#### DATA IN THIS EXERCISE
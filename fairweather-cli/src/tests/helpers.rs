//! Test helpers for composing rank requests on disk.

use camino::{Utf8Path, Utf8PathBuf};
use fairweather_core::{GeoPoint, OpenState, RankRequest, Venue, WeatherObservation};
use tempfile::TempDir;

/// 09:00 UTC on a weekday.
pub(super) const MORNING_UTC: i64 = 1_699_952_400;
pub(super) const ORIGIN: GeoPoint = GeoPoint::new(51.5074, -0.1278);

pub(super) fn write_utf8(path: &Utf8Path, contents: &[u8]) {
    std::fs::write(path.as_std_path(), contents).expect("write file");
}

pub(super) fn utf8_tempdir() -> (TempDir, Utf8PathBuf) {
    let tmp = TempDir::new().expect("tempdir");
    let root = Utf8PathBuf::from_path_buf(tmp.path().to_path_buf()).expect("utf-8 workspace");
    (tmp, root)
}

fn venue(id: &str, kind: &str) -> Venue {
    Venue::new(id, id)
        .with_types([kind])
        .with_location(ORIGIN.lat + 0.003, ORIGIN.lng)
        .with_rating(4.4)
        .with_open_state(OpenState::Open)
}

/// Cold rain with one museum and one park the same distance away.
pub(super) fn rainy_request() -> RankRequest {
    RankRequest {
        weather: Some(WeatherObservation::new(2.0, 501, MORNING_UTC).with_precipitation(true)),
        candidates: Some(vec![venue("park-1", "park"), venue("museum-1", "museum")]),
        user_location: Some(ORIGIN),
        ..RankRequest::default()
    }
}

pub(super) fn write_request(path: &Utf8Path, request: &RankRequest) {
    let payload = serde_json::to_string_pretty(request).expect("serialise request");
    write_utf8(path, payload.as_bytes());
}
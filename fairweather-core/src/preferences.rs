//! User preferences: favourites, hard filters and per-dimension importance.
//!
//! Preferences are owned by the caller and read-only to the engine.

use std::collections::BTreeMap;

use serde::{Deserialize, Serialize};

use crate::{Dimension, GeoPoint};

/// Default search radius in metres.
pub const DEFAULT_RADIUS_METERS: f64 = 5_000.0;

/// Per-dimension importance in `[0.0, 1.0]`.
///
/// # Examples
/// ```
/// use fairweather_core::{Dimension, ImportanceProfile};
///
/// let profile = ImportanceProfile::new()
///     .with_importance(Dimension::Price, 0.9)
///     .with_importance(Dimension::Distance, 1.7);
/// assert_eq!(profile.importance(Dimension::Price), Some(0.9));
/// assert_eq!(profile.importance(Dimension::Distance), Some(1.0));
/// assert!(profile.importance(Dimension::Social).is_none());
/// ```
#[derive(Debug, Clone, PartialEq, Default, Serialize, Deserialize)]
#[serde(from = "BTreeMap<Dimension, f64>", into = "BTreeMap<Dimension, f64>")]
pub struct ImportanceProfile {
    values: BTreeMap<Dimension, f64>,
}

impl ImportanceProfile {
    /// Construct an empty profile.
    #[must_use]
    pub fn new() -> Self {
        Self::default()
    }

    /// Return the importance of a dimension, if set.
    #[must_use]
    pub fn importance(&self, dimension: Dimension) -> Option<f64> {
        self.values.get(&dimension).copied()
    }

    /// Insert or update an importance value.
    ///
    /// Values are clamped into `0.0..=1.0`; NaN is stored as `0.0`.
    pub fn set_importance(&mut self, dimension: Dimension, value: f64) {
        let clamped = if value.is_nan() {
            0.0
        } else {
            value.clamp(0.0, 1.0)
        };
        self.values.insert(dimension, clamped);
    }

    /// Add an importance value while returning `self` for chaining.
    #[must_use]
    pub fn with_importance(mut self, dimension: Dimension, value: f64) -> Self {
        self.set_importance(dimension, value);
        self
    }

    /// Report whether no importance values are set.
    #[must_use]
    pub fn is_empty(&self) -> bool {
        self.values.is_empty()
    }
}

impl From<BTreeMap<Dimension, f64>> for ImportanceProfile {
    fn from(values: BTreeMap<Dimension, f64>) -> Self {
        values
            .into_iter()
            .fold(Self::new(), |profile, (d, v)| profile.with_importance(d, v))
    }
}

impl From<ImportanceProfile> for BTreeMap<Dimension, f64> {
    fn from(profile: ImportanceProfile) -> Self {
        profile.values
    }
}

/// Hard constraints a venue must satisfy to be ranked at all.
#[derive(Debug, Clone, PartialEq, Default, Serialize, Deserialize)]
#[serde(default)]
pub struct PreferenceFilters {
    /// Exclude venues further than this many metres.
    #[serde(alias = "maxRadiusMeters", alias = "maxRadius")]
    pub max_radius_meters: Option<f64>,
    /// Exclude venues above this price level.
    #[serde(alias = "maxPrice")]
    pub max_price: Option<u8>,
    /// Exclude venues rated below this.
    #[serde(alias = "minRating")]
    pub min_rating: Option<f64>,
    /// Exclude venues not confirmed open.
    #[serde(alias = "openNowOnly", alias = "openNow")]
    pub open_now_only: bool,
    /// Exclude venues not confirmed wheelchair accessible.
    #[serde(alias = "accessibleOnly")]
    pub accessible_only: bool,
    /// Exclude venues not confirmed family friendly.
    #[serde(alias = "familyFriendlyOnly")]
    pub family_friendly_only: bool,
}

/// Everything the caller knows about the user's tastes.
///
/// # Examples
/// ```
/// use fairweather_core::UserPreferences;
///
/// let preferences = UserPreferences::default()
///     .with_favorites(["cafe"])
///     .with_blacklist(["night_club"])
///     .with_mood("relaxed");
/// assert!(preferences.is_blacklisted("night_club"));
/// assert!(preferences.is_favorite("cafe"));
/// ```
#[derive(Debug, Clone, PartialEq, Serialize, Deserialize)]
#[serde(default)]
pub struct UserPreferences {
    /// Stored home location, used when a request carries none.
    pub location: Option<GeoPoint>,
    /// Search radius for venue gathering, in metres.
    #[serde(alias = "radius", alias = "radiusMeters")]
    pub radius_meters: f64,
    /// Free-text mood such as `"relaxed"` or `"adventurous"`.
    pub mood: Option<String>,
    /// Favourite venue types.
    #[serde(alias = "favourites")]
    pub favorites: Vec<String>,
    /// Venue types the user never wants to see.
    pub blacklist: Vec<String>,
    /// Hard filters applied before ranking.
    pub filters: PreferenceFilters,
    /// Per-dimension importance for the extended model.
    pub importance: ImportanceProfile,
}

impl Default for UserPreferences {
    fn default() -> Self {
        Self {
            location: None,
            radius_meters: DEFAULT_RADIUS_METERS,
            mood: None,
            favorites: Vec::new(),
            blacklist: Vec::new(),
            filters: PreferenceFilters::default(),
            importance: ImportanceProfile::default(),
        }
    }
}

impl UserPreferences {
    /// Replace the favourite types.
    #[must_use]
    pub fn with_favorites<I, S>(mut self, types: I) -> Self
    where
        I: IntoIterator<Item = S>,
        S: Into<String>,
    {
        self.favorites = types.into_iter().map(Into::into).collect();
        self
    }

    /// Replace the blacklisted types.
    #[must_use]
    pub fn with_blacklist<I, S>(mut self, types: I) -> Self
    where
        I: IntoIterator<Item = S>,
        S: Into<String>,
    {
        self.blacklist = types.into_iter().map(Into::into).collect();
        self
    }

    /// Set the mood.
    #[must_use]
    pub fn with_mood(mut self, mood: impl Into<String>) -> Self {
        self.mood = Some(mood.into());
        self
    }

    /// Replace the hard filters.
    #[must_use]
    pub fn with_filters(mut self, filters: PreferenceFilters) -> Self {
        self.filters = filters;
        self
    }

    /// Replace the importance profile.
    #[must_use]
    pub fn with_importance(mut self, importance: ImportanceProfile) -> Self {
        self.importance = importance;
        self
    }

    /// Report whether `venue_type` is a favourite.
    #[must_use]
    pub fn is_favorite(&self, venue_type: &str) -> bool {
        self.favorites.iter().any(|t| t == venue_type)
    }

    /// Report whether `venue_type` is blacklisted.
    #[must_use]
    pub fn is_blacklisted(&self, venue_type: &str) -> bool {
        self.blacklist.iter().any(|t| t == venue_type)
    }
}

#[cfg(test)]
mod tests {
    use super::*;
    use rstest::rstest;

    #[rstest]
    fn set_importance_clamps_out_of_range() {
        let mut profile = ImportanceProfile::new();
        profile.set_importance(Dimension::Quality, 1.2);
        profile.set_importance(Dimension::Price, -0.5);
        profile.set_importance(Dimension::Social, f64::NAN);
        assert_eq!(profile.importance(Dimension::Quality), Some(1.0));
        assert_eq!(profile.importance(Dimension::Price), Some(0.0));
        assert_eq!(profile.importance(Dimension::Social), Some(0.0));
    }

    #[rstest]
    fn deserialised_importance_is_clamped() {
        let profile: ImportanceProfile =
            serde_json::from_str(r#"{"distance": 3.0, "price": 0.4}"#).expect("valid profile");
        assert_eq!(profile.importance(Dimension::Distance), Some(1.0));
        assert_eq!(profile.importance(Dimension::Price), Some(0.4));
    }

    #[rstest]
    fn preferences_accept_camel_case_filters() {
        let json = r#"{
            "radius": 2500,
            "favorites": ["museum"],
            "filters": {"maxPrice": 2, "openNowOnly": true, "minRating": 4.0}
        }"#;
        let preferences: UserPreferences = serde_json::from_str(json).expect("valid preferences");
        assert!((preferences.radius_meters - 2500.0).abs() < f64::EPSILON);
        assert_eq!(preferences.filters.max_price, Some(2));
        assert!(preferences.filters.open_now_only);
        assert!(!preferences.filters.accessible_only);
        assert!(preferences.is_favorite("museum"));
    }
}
########
● HOW TO COMPLETE THIS TASK: Looking at the listing above, which lines hold "ImportanceProfile"? Copy every such line.

● THE COMPLETED TASK:
/// use fairweather_core::{Dimension, ImportanceProfile};
/// let profile = ImportanceProfile::new()
pub struct ImportanceProfile {
impl ImportanceProfile {
impl From<BTreeMap<Dimension, f64>> for ImportanceProfile {
impl From<ImportanceProfile> for BTreeMap<Dimension, f64> {
    fn from(profile: ImportanceProfile) -> Self {
    pub importance: ImportanceProfile,
            importance: ImportanceProfile::default(),
    pub fn with_importance(mut self, importance: ImportanceProfile) -> Self {
        let mut profile = ImportanceProfile::new();
        let profile: ImportanceProfile =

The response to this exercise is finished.